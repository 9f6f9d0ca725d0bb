//! Event module.
//!
//! This module contains the representation of a calendar event.

use chrono::{DateTime, Utc};
use serde::{Deserialize, Serialize};
use std::fmt;

/// Represents the event.
#[derive(Debug, Default, Clone, PartialEq, Eq, Serialize, Deserialize)]
#[serde(rename_all = "camelCase")]
pub struct Event {
    /// Represents the event identifier given by the provider.
    pub id: String,
    /// Represents the identifier of the folder holding the event.
    pub folder_id: String,
    pub summary: String,
    #[serde(default, skip_serializing_if = "Option::is_none")]
    pub description: Option<String>,
    #[serde(default, skip_serializing_if = "Option::is_none")]
    pub location: Option<String>,
    pub start: DateTime<Utc>,
    #[serde(default, skip_serializing_if = "Option::is_none")]
    pub end: Option<DateTime<Utc>>,
    /// Represents the last modification made upstream.
    #[serde(default, skip_serializing_if = "Option::is_none")]
    pub last_modified: Option<DateTime<Utc>>,
}

impl Event {
    pub fn new<I, S>(id: I, summary: S, start: DateTime<Utc>) -> Self
    where
        I: ToString,
        S: ToString,
    {
        Self {
            id: id.to_string(),
            summary: summary.to_string(),
            start,
            ..Self::default()
        }
    }

    pub fn with_folder_id<F: ToString>(mut self, folder_id: F) -> Self {
        self.folder_id = folder_id.to_string();
        self
    }
}

impl fmt::Display for Event {
    fn fmt(&self, f: &mut fmt::Formatter) -> fmt::Result {
        write!(f, "{} ({})", self.summary, self.start.to_rfc3339())
    }
}
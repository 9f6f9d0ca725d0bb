//! Rust library for caching external calendars.
//!
//! The cache sits between clients reading events and providers
//! fetching them from remote sources (ICS feeds, birthday
//! calendars…). Every read reconciles the folders remembered by the
//! cache with the ones visible upstream, refreshes stale folders
//! under an account-wide update lease, then serves the events from
//! the local event store.

pub mod config;
pub use config::{CacheConfig, DEFAULT_CALENDAR_NAME, DEFAULT_LEASE_TTL, DEFAULT_REFRESH_INTERVAL};

pub mod account;
pub use account::{
    Account, AccountStore, CachedFolder, ConfigDelta, FolderCacheSnapshot, InternalConfig,
    MemoryAccountStore, StoredError, UpdateOutcome, UserConfig,
};

pub mod domain;
pub use domain::{Event, Events, Folder, Folders};

pub mod provider;
pub use provider::{
    CalendarProvider, ExternalCalendarResult, SingleFolder, SingleFolderProvider, Warning,
    SINGLE_FOLDER_ID,
};

pub mod store;
#[cfg(feature = "sqlite-store")]
pub use store::SqliteEventStore;
pub use store::EventStore;

pub mod sync;
pub use sync::{
    CachingCalendarAccess, EventsResponse, ExecutionList, ExecutionReport, FolderEntry,
    Instruction, RefreshExecutor, StoreRefreshExecutor, UpdateLease,
};

pub mod lifecycle;
pub use lifecycle::{AccountLifecycle, ProviderHooks};

pub mod settings;
pub use settings::{CalendarSettings, ExtendedProperties, Transparency, UsedForSync};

┄┄┄┄┄┄┄┄┄┄┄┄┄┄┄┄┄┄┄┄

WHAT TO PRODUCE: Reproduce the data above in full. Leave nothing out.

SOLVED EXERCISE:
repository 9f6f9d0ca725d0bb
//! Event module.
//!
//! This module contains the representation of a calendar event.

use chrono::{DateTime, Utc};
use serde::{Deserialize, Serialize};
use std::fmt;

/// Represents the event.
#[derive(Debug, Default, Clone, PartialEq, Eq, Serialize, Deserialize)]
#[serde(rename_all = "camelCase")]
pub struct Event {
    /// Represents the event identifier given by the provider.
    pub id: String,
    /// Represents the identifier of the folder holding the event.
    pub folder_id: String,
    pub summary: String,
    #[serde(default, skip_serializing_if = "Option::is_none")]
    pub description: Option<String>,
    #[serde(default, skip_serializing_if = "Option::is_none")]
    pub location: Option<String>,
    pub start: DateTime<Utc>,
    #[serde(default, skip_serializing_if = "Option::is_none")]
    pub end: Option<DateTime<Utc>>,
    /// Represents the last modification made upstream.
    #[serde(default, skip_serializing_if = "Option::is_none")]
    pub last_modified: Option<DateTime<Utc>>,
}

impl Event {
    pub fn new<I, S>(id: I, summary: S, start: DateTime<Utc>) -> Self
    where
        I: ToString,
        S: ToString,
    {
        Self {
            id: id.to_string(),
            summary: summary.to_string(),
            start,
            ..Self::default()
        }
    }

    pub fn with_folder_id<F: ToString>(mut self, folder_id: F) -> Self {
        self.folder_id = folder_id.to_string();
        self
    }
}

impl fmt::Display for Event {
    fn fmt(&self, f: &mut fmt::Formatter) -> fmt::Result {
        write!(f, "{} ({})", self.summary, self.start.to_rfc3339())
    }
}
repository 9f6f9d0ca725d0bb
//! Rust library for caching external calendars.
//!
//! The cache sits between clients reading events and providers
//! fetching them from remote sources (ICS feeds, birthday
//! calendars…). Every read reconciles the folders remembered by the
//! cache with the ones visible upstream, refreshes stale folders
//! under an account-wide update lease, then serves the events from
//! the local event store.

pub mod config;
pub use config::{CacheConfig, DEFAULT_CALENDAR_NAME, DEFAULT_LEASE_TTL, DEFAULT_REFRESH_INTERVAL};

pub mod account;
pub use account::{
    Account, AccountStore, CachedFolder, ConfigDelta, FolderCacheSnapshot, InternalConfig,
    MemoryAccountStore, StoredError, UpdateOutcome, UserConfig,
};

pub mod domain;
pub use domain::{Event, Events, Folder, Folders};

pub mod provider;
pub use provider::{
    CalendarProvider, ExternalCalendarResult, SingleFolder, SingleFolderProvider, Warning,
    SINGLE_FOLDER_ID,
};

pub mod store;
#[cfg(feature = "sqlite-store")]
pub use store::SqliteEventStore;
pub use store::EventStore;

pub mod sync;
pub use sync::{
    CachingCalendarAccess, EventsResponse, ExecutionList, ExecutionReport, FolderEntry,
    Instruction, RefreshExecutor, StoreRefreshExecutor, UpdateLease,
};

pub mod lifecycle;
pub use lifecycle::{AccountLifecycle, ProviderHooks};

pub mod settings;
pub use settings::{CalendarSettings, ExtendedProperties, Transparency, UsedForSync};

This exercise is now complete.